Determination of acid herbicides in water by LC/MS/MS

Abstract

This work describes the evaluation of a method using solid-phase extraction (SPE) followed by high performance liquid chromatography coupled to electrospray ionization (ESI) tandem mass spectrometry, LC-MS/MS to screen traces of acid herbicides from water samples. Calibration conditions of LC-MS/MS in MRM mode, showed excellent linearity for the six herbicides studied (2,4-D, 2,4,5-T, 2,4-DP, MPCA, MCPP and bentazone) in the range from 1 to 50 𝛍g/l.
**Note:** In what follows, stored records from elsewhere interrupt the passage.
use std::collections::HashSet;

use tracing::debug;

use crate::dom::{Document, DocumentExt, NodeId};
use crate::error::{DomError, DomResult};

#[derive(Debug, Clone, PartialEq, Eq, Hash)]
enum Target {
    Style(String),
    Attribute(String),
}

#[derive(Debug, Clone)]
struct Original {
    node: NodeId,
    target: Target,
    value: Option<String>,
}

/// Transformation records owned by one applicator.
///
/// Every host write goes through the ledger, which remembers the value it replaced the first time
/// a (node, property) pair is touched. Nodes the applicator creates are tracked too. `restore`
/// walks the records backwards and drains them, so nothing survives into the next activation.
#[derive(Debug, Default)]
pub struct StyleLedger {
    originals: Vec<Original>,
    touched: HashSet<(NodeId, Target)>,
    owned: Vec<NodeId>,
}

impl StyleLedger {
    pub fn new() -> Self {
        Self::default()
    }

    fn remember(&mut self, node: NodeId, target: Target, value: Option<String>) {
        if self.touched.insert((node, target.clone())) {
            self.originals.push(Original {
                node,
                target,
                value,
            });
        }
    }

    /// Set one inline style property, recording the prior inline value
    pub fn set_style(
        &mut self,
        doc: &mut dyn Document,
        node: NodeId,
        property: &str,
        value: &str,
    ) -> DomResult<()> {
        if !doc.is_connected(node) {
            return Err(node.gone());
        }
        let previous = doc.style_property(node, property);
        doc.set_style_property(node, property, value)?;
        self.remember(node, Target::Style(property.to_string()), previous);
        Ok(())
    }

    /// Set an attribute, recording the prior value (or its absence)
    pub fn set_attribute(
        &mut self,
        doc: &mut dyn Document,
        node: NodeId,
        name: &str,
        value: &str,
    ) -> DomResult<()> {
        if !doc.is_connected(node) {
            return Err(node.gone());
        }
        let previous = doc.attribute(node, name);
        doc.set_attribute(node, name, value)?;
        self.remember(node, Target::Attribute(name.to_string()), previous);
        Ok(())
    }

    /// Create an engine-owned element under the body (or root)
    pub fn attach(&mut self, doc: &mut dyn Document, tag: &str, role: &str) -> DomResult<NodeId> {
        let node = doc.attach_owned(tag, role)?;
        self.owned.push(node);
        Ok(node)
    }

    /// Create an engine-owned element as the first child of `parent`
    pub fn attach_first(
        &mut self,
        doc: &mut dyn Document,
        parent: NodeId,
        tag: &str,
        role: &str,
    ) -> DomResult<NodeId> {
        let node = doc.create_element(tag)?;
        doc.set_attribute(node, crate::dom::tags::OWNED, role)?;
        doc.prepend_child(parent, node)?;
        self.owned.push(node);
        Ok(node)
    }

    /// Track a node created elsewhere so that restore removes it
    pub fn adopt(&mut self, node: NodeId) {
        self.owned.push(node);
    }

    /// Remove one owned node early
    pub fn release(&mut self, doc: &mut dyn Document, node: NodeId) {
        self.owned.retain(|&n| n != node);
        remove_quietly(doc, node);
    }

    pub fn owned(&self) -> &[NodeId] {
        &self.owned
    }

    pub fn has_touched(&self, node: NodeId) -> bool {
        self.originals.iter().any(|o| o.node == node)
    }

    pub fn is_empty(&self) -> bool {
        self.originals.is_empty() && self.owned.is_empty()
    }

    /// Reverse every recorded mutation, newest first.
    ///
    /// Nodes the host removed meanwhile are skipped. Returns the number of writes that could
    /// not be reverted for any other reason.
    pub fn restore(&mut self, doc: &mut dyn Document) -> usize {
        let mut failures = 0;

        for node in self.owned.drain(..).rev() {
            remove_quietly(doc, node);
        }

        for original in self.originals.drain(..).rev() {
            if !doc.is_connected(original.node) {
                continue;
            }
            let result = match (&original.target, &original.value) {
                (Target::Style(property), Some(value)) => {
                    doc.set_style_property(original.node, property, value)
                }
                (Target::Style(property), None) => {
                    doc.remove_style_property(original.node, property)
                }
                (Target::Attribute(name), Some(value)) => {
                    doc.set_attribute(original.node, name, value)
                }
                (Target::Attribute(name), None) => doc.remove_attribute(original.node, name),
            };
            match result {
                Ok(()) | Err(DomError::NodeGone { .. }) => {}
                Err(e) => {
                    debug!("Could not restore {:?} on {:?}: {}", original.target, original.node, e);
                    failures += 1;
                }
            }
        }

        self.touched.clear();
        failures
    }
}

fn remove_quietly(doc: &mut dyn Document, node: NodeId) {
    if doc.parent(node).is_none() {
        return;
    }
    if let Err(e) = doc.remove_node(node) {
        debug!("Owned node {:?} already gone: {}", node, e);
    }
}

#[cfg(test)]
mod tests {
    use super::*;
    use crate::dom::MemoryDocument;

    #[test]
    fn test_restore_keeps_first_original() {
        let mut doc = MemoryDocument::new();
        let body = doc.body().unwrap();
        doc.set_attribute(body, "style", "color: red;").unwrap();

        let mut ledger = StyleLedger::new();
        ledger.set_style(&mut doc, body, "color", "blue").unwrap();
        ledger.set_style(&mut doc, body, "color", "green").unwrap();
        ledger.set_style(&mut doc, body, "cursor", "wait").unwrap();
        ledger.set_attribute(&mut doc, body, "data-retro-font", "1").unwrap();

        assert_eq!(ledger.restore(&mut doc), 0);
        assert_eq!(doc.attribute(body, "style").as_deref(), Some("color: red;"));
        assert_eq!(doc.attribute(body, "data-retro-font"), None);
        assert!(ledger.is_empty());
    }

    #[test]
    fn test_restore_removes_owned_nodes() {
        let mut doc = MemoryDocument::new();
        let mut ledger = StyleLedger::new();
        let overlay = ledger.attach(&mut doc, "div", "overlay").unwrap();
        let head = doc.head().unwrap();
        let sheet = ledger.attach_first(&mut doc, head, "style", "sheet").unwrap();

        ledger.restore(&mut doc);
        assert!(!doc.is_connected(overlay));
        assert!(!doc.is_connected(sheet));
    }

    #[test]
    fn test_restore_skips_vanished_nodes() {
        let mut doc = MemoryDocument::new();
        let body = doc.body().unwrap();
        let div = doc.append_element(body, "div").unwrap();

        let mut ledger = StyleLedger::new();
        ledger.set_style(&mut doc, div, "color", "blue").unwrap();
        doc.remove_node(div).unwrap();
        assert_eq!(ledger.restore(&mut doc), 0);
    }

    #[test]
    fn test_writes_to_disconnected_nodes_fail() {
        let mut doc = MemoryDocument::new();
        let orphan = doc.create_element("div").unwrap();
        let mut ledger = StyleLedger::new();
        assert!(ledger.set_style(&mut doc, orphan, "color", "red").is_err());
        assert!(ledger.is_empty());
    }
}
Instrumental precision, expressed as relative standard deviation (R.S.D.), was below 3.4%, while sensitivity ranged from 2 to 4 pg on-column for all herbicides. Good average recoveries of the analytes were obtained from three spiked water matrices at two concentration levels 0.1 and 0.01 𝛍g/l, namely ultra pure water (75–88%),mineral water (61–103%) and surface water (70–120%). The method limit of detection (0.003 𝛍g/l) and the above performance characteristics guaranty the correct determination of acid herbicides at low concentrations, much lower than the maximum concentration (0.1 𝛍g/l) admissible for pesticides in drinking water samples, established by the European Union directive. Furthermore, application of this method to surface and coastal water samples from Greece has shown that, in most cases the water samples were free from acid herbicides. MPCA and 2,4-D were detected once, while low levels of bentazone (less than 0.1 𝛍g/l) occurred only in two samples.